**What is needed**.
Your answer should be the records below, written out exactly.

*** Available records ***

//! CLI command implementations.

pub mod conflicts;
pub mod decide;
pub mod list;
pub mod purge;
pub mod status;
pub mod submit;
pub mod sync;

use clap::ValueEnum;

/// Output format for reporting commands.
#[derive(Debug, Clone, Copy, PartialEq, Eq, Default, ValueEnum)]
pub enum OutputFormat {
    /// Human-readable text.
    #[default]
    Text,
    /// Pretty-printed JSON.
    Json,
}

*** End of Available records ***

**Solution to this task**.
//! CLI command implementations.

pub mod conflicts;
pub mod decide;
pub mod list;
pub mod purge;
pub mod status;
pub mod submit;
pub mod sync;

use clap::ValueEnum;

/// Output format for reporting commands.
#[derive(Debug, Clone, Copy, PartialEq, Eq, Default, ValueEnum)]
pub enum OutputFormat {
    /// Human-readable text.
    #[default]
    Text,
    /// Pretty-printed JSON.
    Json,
}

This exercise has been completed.